Silver weddings (25 years of marriage) or gold ones (50 years together) are celebrated by most couples, even renewing their vows with a family party. But do you know why they are so called?
In fact, every year have a name. It is a tradition that comes from the Middle Ages. On each wedding anniversary the couple used to give each other a gift made in a different material. The first year would be paper, and as the years passed the material would become more solid, along with the strengthening of the relationship.
This way, if the first year corresponds to paper, the second is cotton, third leather, fourth linen, fifth wood, sixth iron, seventh wool, eighth bronze, ninth pottery, tenth aluminum, eleventh steel, twelfth silk, thirteenth lace, fourteenth ivory, fifteenth crystal, sixteenth ivy, seventeenth alhelí, eighteenth quartz , nineteenth honeysuckle, twentieth porcelain, twenty-first oak, twenty-second copper, twenty-third water, twenty-fourth granite, and twenty-fifth, most famous, to silver.
This is followed by roses, jet, amber, garnet, pearl, ebony, copper, tin, poppy, coral, flint, stone, jade, agate, ruby, topaz, jasper, opal, turquoise, sapphire, mother-of-pearl, amethyst, feldspar, and zircon until reaching gold, equivalent to the fiftieth anniversary.

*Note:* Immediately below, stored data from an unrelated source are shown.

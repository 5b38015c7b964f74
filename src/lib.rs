use swc_core::{
    ecma::ast::Program,
    plugin::{plugin_transform, proxies::TransformPluginProgramMetadata},
};
use tracing::debug;

mod config;
mod error;
mod imports;
mod locate;
mod references;
mod rewrite;
#[cfg(test)]
mod testing;

pub use config::{MacroConfig, DEFAULT_SOURCE_PATTERN};
pub use error::MacroError;
pub use imports::{take_macro_imports, MacroBinding};
pub use locate::{enclosing_statement, Slot};
pub use references::{
    collect_references, trigger_calls, Reference, ReferenceKind, References, TRIGGER,
};
pub use rewrite::{apply, Decorated, PLACEHOLDER};

// -----------------------------------------------------------------------------
// Transform
// -----------------------------------------------------------------------------

/// Expands every `decorate(...)` call of `program`.
///
/// `references` maps each name imported from the macro module to its usage
/// sites. On failure the partially edited program is dropped.
pub fn transform(mut program: Program, references: &References) -> Result<Program, MacroError> {
    expand(&mut program, references)?;
    Ok(program)
}

/// In-place [`transform`], returning how many declarations were decorated.
///
/// Calls are processed last discovered first, so a rewrite never moves a
/// site that still has to be visited.
pub fn expand(program: &mut Program, references: &References) -> Result<usize, MacroError> {
    let triggers = trigger_calls(references)?;
    for reference in &triggers {
        let slot = enclosing_statement(program, reference)?;
        let decorated = apply(program, slot)?;
        debug!(
            decorator = %decorated.decorator,
            declaration = ?decorated.target,
            placeholders = decorated.placeholders,
            "decorated declaration"
        );
    }
    Ok(triggers.len())
}

/// Resolves the macro imports of `program` and expands them.
///
/// Programs that never import a macro module are left untouched.
pub fn expand_macros(program: &mut Program, config: &MacroConfig) -> Result<usize, MacroError> {
    let matcher = config.source_matcher()?;
    let Some(bindings) = take_macro_imports(program, &matcher) else {
        return Ok(0);
    };
    let references = collect_references(program, &bindings);
    expand(program, &references)
}

// -----------------------------------------------------------------------------
// Entrypoint
// -----------------------------------------------------------------------------

#[plugin_transform]
pub fn process_transform(mut program: Program, metadata: TransformPluginProgramMetadata) -> Program {
    let config = metadata
        .get_transform_plugin_config()
        .map(|raw| MacroConfig::from_json(&raw))
        .unwrap_or_default();

    if let Err(err) = expand_macros(&mut program, &config) {
        err.emit();
    }

    program
}
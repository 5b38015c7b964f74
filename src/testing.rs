use swc_core::{
    common::{sync::Lrc, SourceMap},
    ecma::ast::Program,
};

use crate::{
    config::MacroConfig,
    imports::take_macro_imports,
    references::{collect_references, References},
};

#[path = "../tests/common/mod.rs"]
mod common;

pub(crate) use common::{parse, parse_script, print};

/// Parses `src` and resolves its macro imports the way the plugin does.
pub(crate) fn parse_with_references(src: &str) -> (Lrc<SourceMap>, Program, References) {
    let (cm, mut program) = parse(src);
    let matcher = MacroConfig::default()
        .source_matcher()
        .expect("default pattern compiles");
    let bindings = take_macro_imports(&mut program, &matcher).unwrap_or_default();
    let references = collect_references(&program, &bindings);
    (cm, program, references)
}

Then it goes from luster in luster, emerald, diamond, platinum, titanium, brilliants, oak, marble, granite, onyx and bone, equivalent, this last with one hundred years of married, something really difficult. One last curiosity: although currently they are deceased, the American couple Herbert and Zelmyra Fisher, holds the Guinness record of the longest-lived marriage, 86 years and 290 days. This is to celebrate!